Bubble Act The South Sea Company was by no means the only company seeking to raise money from investors in 1720. A large number of other joint-stock companies, making extravagant (sometimes fraudulent) claims about foreign or other ventures or bizarre schemes, had been created. Others represented potentially sound, although novel, schemes, such as for founding insurance companies. These were nicknamed "Bubbles". Some of the companies had no legal basis, while others (such as the
Hollow Sword Blade Company, which acted as the South Sea Company's banker), used existing chartered companies for purposes different from those named at their creation. The York Buildings Company was set up to provide water to London, but was purchased by Case Billingsley who used it to purchase confiscated Jacobite estates in Scotland, which then formed the assets of an insurance company. On 22 February 1720, John Hungerford raised the question of bubble companies in the House of Commons, and persuaded the House to set up a committee, which he chaired, to investigate. He identified a number of companies which between them sought to raise £40 million in capital. The committee investigated the companies, establishing a principle that companies should not be operating outside the objects specified in their charters. A potential embarrassment for the South Sea was avoided when the question of the Hollow Sword Blade Company arose. Difficulty was avoided by packing the committee with MPs who were supporters of the South Sea, and voting down by 75 to 25 the proposal to investigate the Hollow Sword. (At this time, committees of the House were either 'Open' or 'secret'. A secret committee was one with a fixed set of members who could vote on its proceedings. By contrast, any MP could join in with an 'open' committee and vote on its proceedings.) Stanhope, who was a member of the committee, received £50,000 of the 'resaleable' South Sea stock from Sawbridge, a director of the Hollow Sword, at about this time.

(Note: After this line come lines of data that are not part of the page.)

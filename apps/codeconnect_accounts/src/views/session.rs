use axum::{
    extract::State,
    http::{header, HeaderMap, StatusCode},
    response::{Html, Redirect},
    Form,
};
use chrono::Utc;
use cookie::{Cookie, SameSite};
use jsonwebtoken::{Algorithm, Header as JwtHeader, Validation};
use rand::rngs::OsRng;
use sea_orm::{ActiveModelTrait, ColumnTrait, EntityTrait, IntoActiveModel, QueryFilter, Set};
use uuid::Uuid;

use crate::models::user::{self, Column as UserCol, Entity as User};
use crate::serializers::accounts::{FormErrors, LoginForm, SessionClaims};
use crate::templates;
use crate::AppState;

use argon2::{
    password_hash::{PasswordHash, PasswordHasher, PasswordVerifier, SaltString},
    Algorithm as ArgonAlgorithm, Argon2, Params, Version,
};

use super::internal;

const SESSION_ISSUER: &str = "codeconnect";
const SESSION_AUDIENCE: &str = "codeconnect-web";

// ---------- handlers ----------

pub async fn login_page() -> Html<String> {
    Html(templates::login_page("", &FormErrors::default()))
}

pub async fn login(
    State(state): State<AppState>,
    Form(req): Form<LoginForm>,
) -> Result<(HeaderMap, Redirect), (StatusCode, Html<String>)> {
    let email = req.email.trim();

    let Some(found) = User::find()
        .filter(UserCol::Email.eq(email))
        .one(&state.db)
        .await
        .map_err(internal)?
    else {
        return Err(invalid_login(email));
    };

    if !found.is_active || !verify_password(&found.password_hash, &req.password).map_err(internal)? {
        return Err(invalid_login(email));
    }

    // stamp last_login the way the auth framework would
    let mut am = found.clone().into_active_model();
    am.last_login = Set(Some(Utc::now()));
    am.update(&state.db).await.map_err(internal)?;

    let headers = session_headers(&found, &state).map_err(internal)?;
    Ok((headers, Redirect::to("/")))
}

pub async fn logout(State(state): State<AppState>) -> (HeaderMap, Redirect) {
    let mut headers = HeaderMap::new();
    headers.insert(
        header::SET_COOKIE,
        clear_session_cookie(&state.session_cfg.cookie_name, &state)
            .parse()
            .unwrap(),
    );
    (headers, Redirect::to("/accounts/login/"))
}

fn invalid_login(email: &str) -> (StatusCode, Html<String>) {
    let mut errors = FormErrors::default();
    errors.add(
        FormErrors::NON_FIELD,
        "Please enter a correct email address and password.",
    );
    (
        StatusCode::UNPROCESSABLE_ENTITY,
        Html(templates::login_page(email, &errors)),
    )
}

// ---------- password hashing ----------

pub fn hash_password(password: &str) -> Result<String, anyhow::Error> {
    // Argon2id with explicit params (~19MB mem, 2 iters)
    let salt = SaltString::generate(&mut OsRng);
    let params = Params::new(19456, 2, 1, None)?;
    let argon = Argon2::new(ArgonAlgorithm::Argon2id, Version::V0x13, params);
    Ok(argon.hash_password(password.as_bytes(), &salt)?.to_string())
}

pub fn verify_password(phc: &str, password: &str) -> Result<bool, anyhow::Error> {
    let parsed = PasswordHash::new(phc)?;
    let params = Params::new(19456, 2, 1, None)?;
    let argon = Argon2::new(ArgonAlgorithm::Argon2id, Version::V0x13, params);
    Ok(argon.verify_password(password.as_bytes(), &parsed).is_ok())
}

// ---------- session helpers ----------

/// Set-Cookie headers that open an authenticated session for `user`.
pub fn session_headers(user: &user::Model, state: &AppState) -> Result<HeaderMap, anyhow::Error> {
    let token = issue_session_jwt(user.id, &user.username, state)?;
    let mut headers = HeaderMap::new();
    headers.insert(
        header::SET_COOKIE,
        session_cookie(&state.session_cfg.cookie_name, &token, state).parse()?,
    );
    Ok(headers)
}

fn issue_session_jwt(user_id: i64, username: &str, state: &AppState) -> Result<String, anyhow::Error> {
    let now = Utc::now();
    let claims = SessionClaims {
        sub: user_id,
        username: username.to_string(),
        sid: Uuid::new_v4(),
        iat: now.timestamp(),
        exp: (now + state.session_cfg.session_ttl).timestamp(),
        iss: SESSION_ISSUER.into(),
        aud: SESSION_AUDIENCE.into(),
    };
    Ok(jsonwebtoken::encode(
        &JwtHeader::new(Algorithm::HS256),
        &claims,
        &state.session_enc,
    )?)
}

pub fn decode_session(
    token: &str,
    state: &AppState,
) -> Result<SessionClaims, jsonwebtoken::errors::Error> {
    let mut v = Validation::new(Algorithm::HS256);
    v.validate_exp = true;
    v.set_audience(&[SESSION_AUDIENCE]);
    v.set_issuer(&[SESSION_ISSUER]);
    jsonwebtoken::decode::<SessionClaims>(token, &state.session_dec, &v).map(|d| d.claims)
}

/// Pull the session out of the request's Cookie header, if one is present
/// and its signature and expiry still hold.
pub fn session_from_headers(state: &AppState, headers: &HeaderMap) -> Option<SessionClaims> {
    let raw = headers.get(header::COOKIE).and_then(|v| v.to_str().ok())?;
    let name = &state.session_cfg.cookie_name;
    let token = raw
        .split(';')
        .find_map(|kv| kv.trim().strip_prefix(&format!("{name}=")))?;
    decode_session(token, state).ok()
}

// ---------- cookies ----------

fn session_cookie(name: &str, value: &str, state: &AppState) -> String {
    let mut c = Cookie::build((name.to_string(), value.to_string()))
        .http_only(true)
        .same_site(SameSite::Lax)
        .path("/")
        .max_age(time::Duration::seconds(
            state.session_cfg.session_ttl.num_seconds(),
        ))
        .build();

    if state.session_cfg.cookie_secure {
        c.set_secure(true);
    }
    if let Some(ref d) = state.session_cfg.cookie_domain {
        c.set_domain(d.clone());
    }

    c.to_string()
}

fn clear_session_cookie(name: &str, state: &AppState) -> String {
    let mut c = Cookie::build((name.to_string(), "".to_string()))
        .http_only(true)
        .same_site(SameSite::Lax)
        .path("/")
        .expires(time::OffsetDateTime::UNIX_EPOCH)
        .build();
    if state.session_cfg.cookie_secure {
        c.set_secure(true);
    }
    if let Some(ref d) = state.session_cfg.cookie_domain {
        c.set_domain(d.clone());
    }
    c.to_string()
}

Hungerford had previously been expelled from the Commons for accepting a bribe. The passing of the act gave a boost to the South Sea Company, its shares leaping to £890 in early June. This peak encouraged people to sell; to counterbalance this the company's directors ordered their agents to buy, which succeeded in propping the price up at around £750.
Top reached The price of the stock went up over the course of a year from about £100 to almost £1,000 per share. Its success caused a national frenzy—
herd behaviour The price finally reached £1,000 in early August 1720, and the level of selling was such that the price started to fall, dropping back to £100 per share before the year was out. This triggered
bankruptcies amongst those who had bought on credit, and increased sales, including
short selling (i.e., selling borrowed shares in the hope of buying them back at a profit if the price fell). In August 1720, the first of the instalment payments of the first and second money subscriptions on new issues of South Sea stock were due. Earlier in the year John Blunt had come up with an idea to prop up the share price, the company would lend people money to buy its shares. As a result, many shareholders could not pay for their shares except by selling them. A scramble for liquidity appeared internationally as "bubbles" were also ending in Amsterdam and Paris. The collapse coincided with the fall of the
Mississippi Company of
John Law in France and the price of South Sea shares began to decline.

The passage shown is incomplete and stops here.